I just wondered if being Auntie Given_name might defuse some of the situations that get discussed in this forum, or avoid them starting in the first place. My idea being that the MiL is then seen as a relative rather than an "in-law". So perhaps being as if aunt and niece might make it clearer as to roles and avoid friction, rather like the saying that good fences make for good neighbours. If everybody knows where the boundary is, then disputes over alleged boundary enchroachment are often avoided.

But maybe, just maybe, it might help somebody somewhere sometime.

grandtanteJE65 Fri 17-Sep-21 12:02:55

MrsEggy

MayBeMaw, As a child in the 40s in Birmingham I called all my Mom's friends "Auntie - Auntie Alice, Helen and so on. It was very usual in the Midlands then.

And in the fifties in the west of Scotland. Unless they objected all my parents' friends were auntie or aunt + Christian name to us children and the men Uncle + Christian name.

This resulted in an Aunt Isa and an Auntie Isa as great deal of the generation older or slightly older than my parents had been named Isobel!

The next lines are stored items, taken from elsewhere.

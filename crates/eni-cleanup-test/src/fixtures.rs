//! Record fixtures
//!
//! Snapshots shaped like what the provider returns for the interfaces the
//! cleanup flow cares about.

use chrono::{DateTime, Duration, TimeZone, Utc};
use eni_types::{Attachment, AttachmentState, InterfaceStatus, NetworkInterfaceRecord};

/// Region used when a test does not care.
pub const REGION: &str = "us-east-1";

/// Fixed observation time so age filters are deterministic.
pub fn observed_at() -> DateTime<Utc> {
    Utc.with_ymd_and_hms(2024, 6, 1, 12, 0, 0)
        .single()
        .unwrap_or_default()
}

/// Available, unattached, no tags, description "Test ENI".
pub fn available_eni(id: &str) -> NetworkInterfaceRecord {
    available_eni_in(id, REGION)
}

/// Same as [`available_eni`] in another region.
pub fn available_eni_in(id: &str, region: &str) -> NetworkInterfaceRecord {
    NetworkInterfaceRecord::new(id, region, InterfaceStatus::Available)
        .with_description("Test ENI")
        .with_vpc("vpc-0123")
        .with_subnet("subnet-0123")
        .with_availability_zone(format!("{}a", region))
        .with_observed_at(observed_at())
}

/// Available interface in the given security groups.
pub fn eni_with_groups(id: &str, groups: &[&str]) -> NetworkInterfaceRecord {
    available_eni(id).with_security_groups(groups.iter().copied())
}

/// Available interface still carrying an attachment that needs detaching.
pub fn attached_eni(id: &str, attachment_id: &str) -> NetworkInterfaceRecord {
    available_eni(id).with_attachment(Attachment::new(
        attachment_id,
        Some(AttachmentState::Attached),
    ))
}

/// Interface attached to a running instance.
pub fn in_use_eni(id: &str) -> NetworkInterfaceRecord {
    NetworkInterfaceRecord::new(id, REGION, InterfaceStatus::InUse)
        .with_description("Primary network interface")
        .with_attachment(Attachment::new(
            format!("{}-attach", id),
            Some(AttachmentState::Attached),
        ))
        .with_observed_at(observed_at())
}

/// Interface owned by the managed Kubernetes service.
pub fn eks_eni(id: &str) -> NetworkInterfaceRecord {
    available_eni(id).with_description("Amazon EKS ENI")
}

/// Interface created `days` before [`observed_at`].
pub fn aged_eni(id: &str, days: i64) -> NetworkInterfaceRecord {
    available_eni(id).with_created_at(observed_at() - Duration::days(days))
}

/// `count` available interfaces named `{prefix}-{n}`.
pub fn available_enis(prefix: &str, count: usize) -> Vec<NetworkInterfaceRecord> {
    (1..=count)
        .map(|n| available_eni(&format!("{}-{}", prefix, n)))
        .collect()
}
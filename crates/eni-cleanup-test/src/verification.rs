//! Verification helpers
//!
//! Assertion helpers over cleanup summaries and provider-side tags.

use crate::InMemoryGateway;
use eni_cleanup::{ATTEMPTED_CLEANUP_TIME_TAG, MANUAL_CLEANUP_TAG};
use eni_types::{CleanupAction, CleanupSummary, ErrorKind, OutcomeCategory};
use thiserror::Error;

/// Verification error types
#[derive(Error, Debug)]
pub enum VerificationError {
    #[error("Expected (success, failure, skipped) = {expected:?}, got {actual:?}")]
    CountMismatch {
        expected: (usize, usize, usize),
        actual: (usize, usize, usize),
    },

    #[error("No outcome for ENI '{id}'")]
    OutcomeNotFound { id: String },

    #[error("ENI '{id}': expected {expected}, got {actual}")]
    ActionMismatch {
        id: String,
        expected: CleanupAction,
        actual: CleanupAction,
    },

    #[error("ENI '{id}': expected error kind {expected}, got {actual:?}")]
    ErrorKindMismatch {
        id: String,
        expected: ErrorKind,
        actual: Option<ErrorKind>,
    },

    #[error("Counters disagree with outcomes: {0}")]
    Inconsistent(String),

    #[error("ENI '{id}' is missing tag '{tag}'")]
    TagMissing { id: String, tag: String },

    #[error("ENI '{id}' unexpectedly carries tag '{tag}'")]
    UnexpectedTag { id: String, tag: String },
}

/// Result type for verification operations
pub type VerifyResult<T> = Result<T, VerificationError>;

/// Summary verification helper
pub struct SummaryVerifier<'a> {
    summary: &'a CleanupSummary,
}

impl<'a> SummaryVerifier<'a> {
    pub fn new(summary: &'a CleanupSummary) -> Self {
        Self { summary }
    }

    /// Verify the three counters
    pub fn assert_counts(&self, success: usize, failure: usize, skipped: usize) -> VerifyResult<()> {
        let actual = (self.summary.success, self.summary.failure, self.summary.skipped);
        if actual != (success, failure, skipped) {
            return Err(VerificationError::CountMismatch {
                expected: (success, failure, skipped),
                actual,
            });
        }
        Ok(())
    }

    /// Verify the action recorded for one interface
    pub fn assert_action(&self, id: &str, expected: CleanupAction) -> VerifyResult<()> {
        let outcome = self
            .summary
            .outcome(id)
            .ok_or_else(|| VerificationError::OutcomeNotFound { id: id.to_string() })?;
        if outcome.action != expected {
            return Err(VerificationError::ActionMismatch {
                id: id.to_string(),
                expected,
                actual: outcome.action,
            });
        }
        Ok(())
    }

    /// Verify the error kind recorded for one interface
    pub fn assert_error_kind(&self, id: &str, expected: ErrorKind) -> VerifyResult<()> {
        let outcome = self
            .summary
            .outcome(id)
            .ok_or_else(|| VerificationError::OutcomeNotFound { id: id.to_string() })?;
        let actual = outcome.error.as_ref().map(|e| e.kind());
        if actual != Some(expected) {
            return Err(VerificationError::ErrorKindMismatch {
                id: id.to_string(),
                expected,
                actual,
            });
        }
        Ok(())
    }

    /// Verify that no outcome exists for an interface
    pub fn assert_absent(&self, id: &str) -> VerifyResult<()> {
        if let Some(outcome) = self.summary.outcome(id) {
            return Err(VerificationError::Inconsistent(format!(
                "unexpected outcome {} for {}",
                outcome.action, id
            )));
        }
        Ok(())
    }

    /// Verify that the counters match a recount of the outcomes
    pub fn assert_consistent(&self) -> VerifyResult<()> {
        let mut recount = (0, 0, 0);
        for outcome in &self.summary.outcomes {
            match outcome.category() {
                OutcomeCategory::Success => recount.0 += 1,
                OutcomeCategory::Failure => recount.1 += 1,
                OutcomeCategory::Skipped => recount.2 += 1,
            }
        }
        let counters = (self.summary.success, self.summary.failure, self.summary.skipped);
        if recount != counters {
            return Err(VerificationError::Inconsistent(format!(
                "counters {:?}, recount {:?}",
                counters, recount
            )));
        }
        Ok(())
    }
}

/// Verify that an interface carries the manual-review marker and timestamp
pub fn assert_manual_review_tags(gateway: &InMemoryGateway, id: &str) -> VerifyResult<()> {
    let tags = gateway.tags(id);
    for tag in [MANUAL_CLEANUP_TAG, ATTEMPTED_CLEANUP_TIME_TAG] {
        if !tags.contains_key(tag) {
            return Err(VerificationError::TagMissing {
                id: id.to_string(),
                tag: tag.to_string(),
            });
        }
    }
    Ok(())
}

/// Verify that an interface carries no manual-review marker
pub fn assert_not_tagged(gateway: &InMemoryGateway, id: &str) -> VerifyResult<()> {
    if gateway.tags(id).contains_key(MANUAL_CLEANUP_TAG) {
        return Err(VerificationError::UnexpectedTag {
            id: id.to_string(),
            tag: MANUAL_CLEANUP_TAG.to_string(),
        });
    }
    Ok(())
}
//! Logging setup.

use crate::cli::LogFormat;
use tracing_subscriber::EnvFilter;

/// Installs the global subscriber. `RUST_LOG` wins over `level`.
///
/// Logs go to stderr so the report on stdout stays machine-readable.
pub fn init_logging(level: &str, format: LogFormat) -> anyhow::Result<()> {
    let filter = EnvFilter::try_from_default_env().or_else(|_| EnvFilter::try_new(level))?;

    let builder = tracing_subscriber::fmt()
        .with_env_filter(filter)
        .with_target(false)
        .with_writer(std::io::stderr);

    let result = match format {
        LogFormat::Text => builder.try_init(),
        LogFormat::Json => builder.json().try_init(),
    };
    result.map_err(|e| anyhow::anyhow!("failed to initialise logging: {}", e))
}
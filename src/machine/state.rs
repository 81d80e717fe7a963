//! Session memory for one provisioning run.

use std::fmt;

/// Lifecycle stage reached by a provisioning session.
///
/// Stages only move forward; a new session is required to start over.
#[derive(Clone, Copy, Debug, Eq, Ord, PartialEq, PartialOrd)]
pub enum Stage {
    /// No instance identifier is known yet.
    NoInstance,
    /// An instance was created or adopted.
    Created,
    /// The instance is running and its address is known.
    Reachable,
    /// Bootstrap assets were installed and applied.
    Bootstrapped,
    /// The instance was stopped.
    Destroyed,
}

impl fmt::Display for Stage {
    fn fmt(&self, f: &mut fmt::Formatter<'_>) -> fmt::Result {
        let label = match self {
            Self::NoInstance => "no-instance",
            Self::Created => "created",
            Self::Reachable => "reachable",
            Self::Bootstrapped => "bootstrapped",
            Self::Destroyed => "destroyed",
        };
        f.write_str(label)
    }
}

/// Mutable record of what the session has done so far.
///
/// Every flag flips to `true` at most once and the instance identifier,
/// once set, is never replaced.
#[derive(Clone, Debug, Default, Eq, PartialEq)]
pub struct RunState {
    created: bool,
    instance_ready: bool,
    bootstrapped: bool,
    destroyed: bool,
    instance_id: String,
    public_address: String,
}

impl RunState {
    /// Returns `true` when this session launched the instance.
    #[must_use]
    pub const fn created(&self) -> bool {
        self.created
    }

    /// Returns `true` once the instance is running with a known address.
    #[must_use]
    pub const fn instance_ready(&self) -> bool {
        self.instance_ready
    }

    /// Returns `true` once the environment has been bootstrapped.
    #[must_use]
    pub const fn bootstrapped(&self) -> bool {
        self.bootstrapped
    }

    /// Returns `true` once the instance has been torn down.
    #[must_use]
    pub const fn destroyed(&self) -> bool {
        self.destroyed
    }

    /// Identifier every remote call of the session targets; empty until known.
    #[must_use]
    pub fn instance_id(&self) -> &str {
        &self.instance_id
    }

    /// Public address recorded by the reachability check; possibly empty.
    #[must_use]
    pub fn public_address(&self) -> &str {
        &self.public_address
    }

    /// Furthest stage reached.
    #[must_use]
    pub fn stage(&self) -> Stage {
        if self.destroyed {
            Stage::Destroyed
        } else if self.bootstrapped {
            Stage::Bootstrapped
        } else if self.instance_ready {
            Stage::Reachable
        } else if self.instance_id.is_empty() {
            Stage::NoInstance
        } else {
            Stage::Created
        }
    }

    /// Records `instance_id` unless an identifier is already known and
    /// returns the identifier in effect.
    pub(crate) fn adopt(&mut self, instance_id: &str) -> &str {
        if self.instance_id.is_empty() {
            instance_id.trim().clone_into(&mut self.instance_id);
        }
        &self.instance_id
    }

    pub(crate) fn mark_created(&mut self, instance_id: &str) {
        self.adopt(instance_id);
        self.created = true;
    }

    pub(crate) fn mark_ready(&mut self, public_address: &str) {
        if !self.instance_ready {
            public_address.trim().clone_into(&mut self.public_address);
            self.instance_ready = true;
        }
    }

    pub(crate) const fn mark_bootstrapped(&mut self) {
        self.bootstrapped = true;
    }

    pub(crate) const fn mark_destroyed(&mut self) {
        self.destroyed = true;
    }
}
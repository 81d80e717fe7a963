//! Utility functions for path manipulation.

/// Expands a leading `~/` prefix to the user's home directory.
///
/// If the `HOME` environment variable is not set, the input is returned
/// unchanged.
///
/// # Examples
///
/// ```
/// # use bosun::channel::expand_tilde;
/// let home = std::env::var("HOME").expect("HOME should be set");
/// assert_eq!(expand_tilde("~/.ssh/deploy.pem"), format!("{home}/.ssh/deploy.pem"));
/// assert_eq!(expand_tilde("/absolute/path"), "/absolute/path");
/// ```
#[must_use]
pub fn expand_tilde(path: &str) -> String {
    if let Some(rest) = path.strip_prefix("~/")
        && let Some(home) = std::env::var_os("HOME")
    {
        return format!("{}/{rest}", home.to_string_lossy());
    }
    path.to_owned()
}

/// Formats `host` for use in an `scp` destination, bracketing IPv6
/// literals.
pub(crate) fn scp_host(host: &str) -> String {
    if host.contains(':') && !host.starts_with('[') {
        format!("[{host}]")
    } else {
        host.to_owned()
    }
}
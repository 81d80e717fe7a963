//! AWS Signature Version 4 for form-encoded EC2 Query API requests.

use chrono::{DateTime, Utc};
use hmac::{Hmac, Mac};
use sha2::{Digest, Sha256};

const ALGORITHM: &str = "AWS4-HMAC-SHA256";
const SERVICE: &str = "ec2";
const TERMINATOR: &str = "aws4_request";

/// Content type of every Query API request body.
pub(crate) const FORM_CONTENT_TYPE: &str = "application/x-www-form-urlencoded; charset=utf-8";

type HmacSha256 = Hmac<Sha256>;

/// Credentials used to derive the signing key.
pub(crate) struct Credentials<'a> {
    pub(crate) access_key_id: &'a str,
    pub(crate) secret_access_key: &'a str,
    pub(crate) session_token: Option<&'a str>,
    pub(crate) region: &'a str,
}

/// Headers to attach to a signed request.
#[derive(Clone, Debug, Eq, PartialEq)]
pub(crate) struct SignedHeaders {
    pub(crate) amz_date: String,
    pub(crate) authorization: String,
    pub(crate) security_token: Option<String>,
}

/// Raised when HMAC initialisation rejects a key.
#[derive(Debug)]
pub(crate) struct SigningError(pub(crate) String);

fn hmac(key: &[u8], data: &[u8]) -> Result<Vec<u8>, SigningError> {
    let mut mac =
        HmacSha256::new_from_slice(key).map_err(|err| SigningError(err.to_string()))?;
    mac.update(data);
    Ok(mac.finalize().into_bytes().to_vec())
}

fn sha256_hex(data: &[u8]) -> String {
    hex::encode(Sha256::digest(data))
}

/// Derives the per-day, per-region signing key.
pub(crate) fn signing_key(
    secret_access_key: &str,
    date: &str,
    region: &str,
    service: &str,
) -> Result<Vec<u8>, SigningError> {
    let k_date = hmac(format!("AWS4{secret_access_key}").as_bytes(), date.as_bytes())?;
    let k_region = hmac(&k_date, region.as_bytes())?;
    let k_service = hmac(&k_region, service.as_bytes())?;
    hmac(&k_service, TERMINATOR.as_bytes())
}

/// Signs a `POST` of `body` to `host` + `path`.
///
/// `host` must match the `Host` header the HTTP client sends, including a
/// non-default port.
pub(crate) fn sign_post(
    credentials: &Credentials<'_>,
    host: &str,
    path: &str,
    body: &str,
    now: DateTime<Utc>,
) -> Result<SignedHeaders, SigningError> {
    let amz_date = now.format("%Y%m%dT%H%M%SZ").to_string();
    let date = now.format("%Y%m%d").to_string();

    let mut canonical_headers =
        format!("content-type:{FORM_CONTENT_TYPE}\nhost:{host}\nx-amz-date:{amz_date}\n");
    let mut signed_headers = String::from("content-type;host;x-amz-date");
    if let Some(token) = credentials.session_token {
        canonical_headers.push_str(&format!("x-amz-security-token:{token}\n"));
        signed_headers.push_str(";x-amz-security-token");
    }

    let canonical_request = format!(
        "POST\n{path}\n\n{canonical_headers}\n{signed_headers}\n{}",
        sha256_hex(body.as_bytes())
    );
    let scope = format!("{date}/{}/{SERVICE}/{TERMINATOR}", credentials.region);
    let string_to_sign = format!(
        "{ALGORITHM}\n{amz_date}\n{scope}\n{}",
        sha256_hex(canonical_request.as_bytes())
    );

    let key = signing_key(
        credentials.secret_access_key,
        &date,
        credentials.region,
        SERVICE,
    )?;
    let signature = hex::encode(hmac(&key, string_to_sign.as_bytes())?);

    Ok(SignedHeaders {
        amz_date,
        authorization: format!(
            "{ALGORITHM} Credential={}/{scope}, SignedHeaders={signed_headers}, Signature={signature}",
            credentials.access_key_id
        ),
        security_token: credentials.session_token.map(str::to_owned),
    })
}
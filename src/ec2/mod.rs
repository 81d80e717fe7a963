//! Provider gateway backed by the EC2 Query API.
//!
//! Requests are form-encoded `POST`s signed with Signature Version 4 and
//! responses are XML documents. The endpoint defaults to the regional EC2
//! endpoint and can be overridden to target a compatible service.

use std::sync::LazyLock;
use std::time::Duration;

use chrono::Utc;
use reqwest::header::{AUTHORIZATION, CONTENT_TYPE};
use roxmltree::Document;
use tracing::{debug, info};
use url::Url;
use url::form_urlencoded;

use crate::config::AwsConfig;
use crate::gateway::{GatewayFuture, InstanceStatus, LaunchRequest, ProviderGateway};

mod error;
mod response;
mod signing;

pub use error::Ec2GatewayError;

const HTTP_TIMEOUT: Duration = Duration::from_secs(30);
const API_VERSION: &str = "2016-11-15";
const RUNNING_STATE: &str = "running";

const DESCRIBE_INSTANCE_STATUS: &str = "DescribeInstanceStatus";
const DESCRIBE_INSTANCES: &str = "DescribeInstances";
const RUN_INSTANCES: &str = "RunInstances";
const START_INSTANCES: &str = "StartInstances";
const STOP_INSTANCES: &str = "StopInstances";

static HTTP_CLIENT: LazyLock<reqwest::Client> = LazyLock::new(|| {
    reqwest::Client::builder()
        .timeout(HTTP_TIMEOUT)
        .build()
        .unwrap_or_else(|_| reqwest::Client::new())
});

type Params = Vec<(String, String)>;

fn instance_params(instance_id: &str) -> Params {
    vec![("InstanceId.1".to_owned(), instance_id.to_owned())]
}

fn launch_params(request: &LaunchRequest) -> Params {
    let mut params = vec![
        ("ImageId".to_owned(), request.image_id.clone()),
        ("InstanceType".to_owned(), request.instance_type.clone()),
        ("KeyName".to_owned(), request.keypair.clone()),
        ("MinCount".to_owned(), "1".to_owned()),
        ("MaxCount".to_owned(), "1".to_owned()),
    ];
    params.extend(
        request
            .security_group_ids
            .iter()
            .enumerate()
            .map(|(index, group)| (format!("SecurityGroupId.{}", index + 1), group.clone())),
    );
    params
}

fn document<'b>(action: &str, body: &'b str) -> Result<Document<'b>, Ec2GatewayError> {
    response::parse(body).map_err(|message| Ec2GatewayError::Response {
        action: action.to_owned(),
        message,
    })
}

fn rejection(action: &str, status: u16, body: &str) -> Ec2GatewayError {
    let (code, message) = response::parse(body)
        .ok()
        .and_then(|doc| response::api_error(&doc))
        .unwrap_or_else(|| (String::from("Unknown"), body.trim().to_owned()));
    Ec2GatewayError::Api {
        action: action.to_owned(),
        status,
        code,
        message,
    }
}

/// EC2 implementation of [`ProviderGateway`].
#[derive(Clone, Debug)]
pub struct Ec2Gateway {
    config: AwsConfig,
    endpoint: Url,
    host: String,
}

impl Ec2Gateway {
    /// Builds a gateway from validated credentials.
    ///
    /// # Errors
    ///
    /// Returns [`Ec2GatewayError::Config`] when credentials are missing or the
    /// endpoint is not an absolute HTTP URL.
    pub fn new(config: AwsConfig) -> Result<Self, Ec2GatewayError> {
        config.validate()?;
        let raw = config.endpoint_url();
        let endpoint = Url::parse(&raw)
            .map_err(|err| Ec2GatewayError::Config(format!("invalid endpoint {raw}: {err}")))?;
        let host = match (endpoint.host_str(), endpoint.port()) {
            (Some(name), Some(port)) => format!("{name}:{port}"),
            (Some(name), None) => name.to_owned(),
            (None, _) => {
                return Err(Ec2GatewayError::Config(format!(
                    "endpoint {raw} has no host"
                )));
            }
        };
        Ok(Self {
            config,
            endpoint,
            host,
        })
    }

    /// Endpoint requests are sent to.
    #[must_use]
    pub const fn endpoint(&self) -> &Url {
        &self.endpoint
    }

    async fn call(&self, action: &str, params: Params) -> Result<String, Ec2GatewayError> {
        let body = form_urlencoded::Serializer::new(String::new())
            .append_pair("Action", action)
            .append_pair("Version", API_VERSION)
            .extend_pairs(params)
            .finish();

        let credentials = signing::Credentials {
            access_key_id: self.config.access_key_id.trim(),
            secret_access_key: self.config.secret_access_key.trim(),
            session_token: self
                .config
                .session_token
                .as_deref()
                .map(str::trim)
                .filter(|token| !token.is_empty()),
            region: self.config.region.trim(),
        };
        let signed = signing::sign_post(
            &credentials,
            &self.host,
            self.endpoint.path(),
            &body,
            Utc::now(),
        )
        .map_err(|err| Ec2GatewayError::Signing {
            action: action.to_owned(),
            message: err.0,
        })?;

        debug!(action, endpoint = %self.endpoint, "calling EC2");
        let mut request = HTTP_CLIENT
            .post(self.endpoint.clone())
            .header(CONTENT_TYPE, signing::FORM_CONTENT_TYPE)
            .header("x-amz-date", signed.amz_date)
            .header(AUTHORIZATION, signed.authorization);
        if let Some(token) = signed.security_token {
            request = request.header("x-amz-security-token", token);
        }

        let transport = |err: reqwest::Error| Ec2GatewayError::Transport {
            action: action.to_owned(),
            message: err.to_string(),
        };
        let response = request.body(body).send().await.map_err(transport)?;
        let status = response.status();
        let text = response.text().await.map_err(transport)?;
        if status.is_success() {
            Ok(text)
        } else {
            Err(rejection(action, status.as_u16(), &text))
        }
    }

    async fn describe_instances(
        &self,
        params: Params,
    ) -> Result<Vec<response::InstanceEntry>, Ec2GatewayError> {
        let body = self.call(DESCRIBE_INSTANCES, params).await?;
        let doc = document(DESCRIBE_INSTANCES, &body)?;
        Ok(response::described_instances(&doc))
    }
}

impl ProviderGateway for Ec2Gateway {
    type Error = Ec2GatewayError;

    fn describe_status<'a>(
        &'a self,
        instance_id: &'a str,
    ) -> GatewayFuture<'a, InstanceStatus, Self::Error> {
        Box::pin(async move {
            if instance_id.trim().is_empty() {
                return Ok(InstanceStatus::Absent);
            }
            let mut params = instance_params(instance_id);
            params.push(("IncludeAllInstances".to_owned(), "true".to_owned()));
            match self.call(DESCRIBE_INSTANCE_STATUS, params).await {
                Ok(body) => {
                    let doc = document(DESCRIBE_INSTANCE_STATUS, &body)?;
                    Ok(InstanceStatus::classify(&response::instance_state_name(
                        &doc,
                    )))
                }
                Err(err) if err.is_not_found() => Ok(InstanceStatus::Absent),
                Err(err) => Err(err),
            }
        })
    }

    fn create<'a>(&'a self, request: &'a LaunchRequest) -> GatewayFuture<'a, String, Self::Error> {
        Box::pin(async move {
            let body = self.call(RUN_INSTANCES, launch_params(request)).await?;
            let doc = document(RUN_INSTANCES, &body)?;
            let instance_id = response::launched_instance_id(&doc);
            if instance_id.is_empty() {
                return Err(Ec2GatewayError::Response {
                    action: RUN_INSTANCES.to_owned(),
                    message: String::from("no instance identifier in response"),
                });
            }
            info!(
                instance_id = %instance_id,
                image_id = %request.image_id,
                instance_type = %request.instance_type,
                "launched instance"
            );
            Ok(instance_id)
        })
    }

    fn request_start<'a>(&'a self, instance_id: &'a str) -> GatewayFuture<'a, (), Self::Error> {
        Box::pin(async move {
            self.call(START_INSTANCES, instance_params(instance_id))
                .await
                .map(drop)
        })
    }

    fn request_stop<'a>(&'a self, instance_id: &'a str) -> GatewayFuture<'a, (), Self::Error> {
        Box::pin(async move {
            self.call(STOP_INSTANCES, instance_params(instance_id))
                .await
                .map(drop)
        })
    }

    fn public_address<'a>(
        &'a self,
        instance_id: &'a str,
    ) -> GatewayFuture<'a, String, Self::Error> {
        Box::pin(async move {
            if instance_id.trim().is_empty() {
                return Ok(String::new());
            }
            match self.describe_instances(instance_params(instance_id)).await {
                Ok(instances) => Ok(instances
                    .into_iter()
                    .next()
                    .map(|entry| entry.public_ip)
                    .unwrap_or_default()),
                Err(err) if err.is_not_found() => Ok(String::new()),
                Err(err) => Err(err),
            }
        })
    }

    fn first_running_instance_id(&self) -> GatewayFuture<'_, String, Self::Error> {
        Box::pin(async move {
            let params = vec![
                ("Filter.1.Name".to_owned(), "instance-state-name".to_owned()),
                ("Filter.1.Value.1".to_owned(), RUNNING_STATE.to_owned()),
            ];
            let instances = self.describe_instances(params).await?;
            Ok(instances
                .into_iter()
                .find(|entry| entry.state.is_empty() || entry.state == RUNNING_STATE)
                .map(|entry| entry.instance_id)
                .unwrap_or_default())
        })
    }
}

My father distinguished between his grandparents by calling them Grandma+ surname and Grandpa+ surname - this was still fairly common too, but not followed in my family, as we called Daddy's parents Grannie and Grandpa, and addressed my mother's mother as Bedstemor as she was Danish.

ElderlyPerson Fri 17-Sep-21 12:03:54

AmberSpyglass

This thread is so odd - is anyone really so formal these days?!

Hopefully not odd, just a hopefully interesting discussion about how people interact.